Cormoran
Cormilan
A uniquely Cornish character, the most famous of all English giants. He was popularly disposed of by Jack the Giant-Killer, who, in Sir Thomas Malory's Morte d'Arthur and earlier in Geoffrey's Historia Regum Britanniae, fought the prototype of the later popular giant, whose home was on Saint Michael's Mount, off Penzance, Cornwall.
Jack the Giant-Killer, who is English rather than Cornish, illustrates the popularisation of the tale as it spread from its origins in Cornwall to the rest of the country. He remains, uniquely, the only European hero to triumph over a giant by his own natural dexterity and wit rather than relying on force of arms. Later legends replace Jack the Giant-Killer as the killer of Cormoran with King Arthur.

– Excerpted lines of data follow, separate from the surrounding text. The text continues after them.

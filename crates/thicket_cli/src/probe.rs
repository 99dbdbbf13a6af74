//! Reachability check for the coordinating host of a parallel run.

use std::net::{TcpStream, ToSocketAddrs};
use std::time::Duration;
use thicket_diagnostics::{catalog, Diagnostic};

/// How long to wait for each resolved address to accept a connection.
pub const PROBE_TIMEOUT: Duration = Duration::from_secs(2);

/// Tries to open a TCP connection to `host` (`address:port`).
///
/// Succeeds as soon as any resolved address accepts; otherwise returns the
/// unreachable-host diagnostic.
pub fn probe_host(host: &str, timeout: Duration) -> Result<(), Diagnostic> {
    log::debug!("probing parallel host {host}");
    let addrs = match host.to_socket_addrs() {
        Ok(addrs) => addrs,
        Err(e) => {
            log::debug!("could not resolve {host}: {e}");
            return Err(catalog::unreachable_parallel_host(host));
        }
    };
    for addr in addrs {
        match TcpStream::connect_timeout(&addr, timeout) {
            Ok(_) => {
                log::debug!("parallel host {host} reachable at {addr}");
                return Ok(());
            }
            Err(e) => log::debug!("connect to {addr} failed: {e}"),
        }
    }
    Err(catalog::unreachable_parallel_host(host))
}
//! Structured descriptions of framework misuse and their terminal rendering.
//!
//! Every problem Thicket detects in how a suite uses it (a malformed tree,
//! a bad decoration, a call outside its lifecycle phase, a parallel
//! synchronization failure, a conflicting configuration) is described by a
//! [`Diagnostic`] built by one function of the [`catalog`]. A
//! [`DiagnosticRenderer`] turns it into text: [`TerminalRenderer`] for
//! people, [`JsonRenderer`] for tools. The [`wire`] module moves diagnostics
//! between parallel processes.
//!
//! Nothing in this crate performs I/O or decides whether a failure is fatal.

#![warn(missing_docs)]

pub mod catalog;
pub mod category;
pub mod diagnostic;
pub mod markup;
pub mod renderer;
pub mod wire;
pub mod wrap;

pub use category::Category;
pub use diagnostic::Diagnostic;
pub use renderer::{doc_url, DiagnosticRenderer, JsonRenderer, TerminalRenderer, DOCS_BASE_URL};
pub use wire::WireError;
pub use wrap::COLS;
use flying_phasor::stream;
use flying_phasor::{Float, StreamConfig, StreamFormat};

use clap::Parser;
use flexi_logger::Logger;
use log::info;

use std::io::{self, BufWriter};
use std::path::PathBuf;

#[derive(Parser, Debug)]
#[command(name = "flying_phasor_stream", about = "Stream samples of a complex tone to stdout")]
struct Args {
    /// Phase advance per sample in radians [default: PI/256].
    #[arg(long, allow_negative_numbers = true)]
    rads_per_sample: Option<Float>,

    /// Initial phase in radians [default: 0].
    #[arg(long, allow_negative_numbers = true)]
    phase: Option<Float>,

    /// Samples per chunk [default: 4096].
    #[arg(long)]
    chunk_size: Option<usize>,

    /// Number of chunks to write [default: 1].
    #[arg(long)]
    num_chunks: Option<usize>,

    /// Number of chunks to generate and discard before writing [default: 0].
    #[arg(long)]
    skip_chunks: Option<usize>,

    /// Output format: t32, t64, b32 or b64 [default: t64].
    #[arg(long, value_parser = parse_format)]
    stream_format: Option<StreamFormat>,

    /// Prefix every sample with its index (--include-x=false turns it off).
    #[arg(long, num_args = 0..=1, default_missing_value = "true")]
    include_x: Option<bool>,

    /// Use the trig-per-sample generator instead of the flying phasor (--legacy=false turns it off).
    #[arg(long, num_args = 0..=1, default_missing_value = "true")]
    legacy: Option<bool>,

    /// JSON file with stream settings. Command line options take precedence.
    #[arg(long)]
    config: Option<PathBuf>,

    /// Write the resulting settings to this JSON file.
    #[arg(long)]
    save_config: Option<PathBuf>,
}

impl Args {
    fn apply(&self, config: &mut StreamConfig) {
        if let Some(rate) = self.rads_per_sample { config.rads_per_sample = rate }
        if let Some(phase) = self.phase { config.phase = phase }
        if let Some(size) = self.chunk_size { config.chunk_size = size }
        if let Some(num) = self.num_chunks { config.num_chunks = num }
        if let Some(num) = self.skip_chunks { config.skip_chunks = num }
        if let Some(format) = self.stream_format { config.stream_format = format }
        if let Some(include_x) = self.include_x { config.include_x = include_x }
        if let Some(legacy) = self.legacy { config.legacy = legacy }
    }
}

fn parse_format(s: &str) -> Result<StreamFormat, String> {
    s.parse().map_err(|e: flying_phasor::PhasorError| e.to_string())
}

fn main() -> Result<(), failure::Error> {
    // Logs go to stderr, stdout carries the samples.
    let _logger = Logger::with_env_or_str("warn")
        .start()
        .map_err(|e| failure::format_err!("Failed to start logger: {}", e))?;

    let args = Args::parse();
    let mut config = match &args.config {
        Some(path) => StreamConfig::load(path)?,
        None => StreamConfig::default(),
    };
    args.apply(&mut config);
    info!("Stream config: {:?}", config);

    if let Some(path) = &args.save_config {
        config.save(path)?;
    }

    let stdout = io::stdout();
    let mut out = BufWriter::new(stdout.lock());
    stream::run(&config, &mut out)
}

// ----------------------------------------------
//                  Unit tests
// ----------------------------------------------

Cormoran has become immortalised in the fairytale of 'Jack and the Beanstalk', for he is none other than the giant who lives in the wonderful land Jack stumbles across when he climbes the beanstalk that has magically appeared outside his house. Cormoran is, in this instance, possibly based on an earlier tradition, which would replace 'Englishman' with 'Cornish-man', said to have rejoiced in the familiar cry:
Fee, fi, fo, fum,
I smell the blood of an Englishman:
Be he alive, or be he dead,
I'll grind his bones to make my bread!
Identification has also been made between this giant and Gogmagog (Gog and Magog) through the variant Gourmaillon, which has been applied to both. If this is the case, then Jack the Giant-Killer would seem to be a commemoration of Corineus, the giant Trojan ally of Brutus, who was said to have flung Gogmagog into the sea at Plymoth, which is not too far distant from Saint Michael's Mount.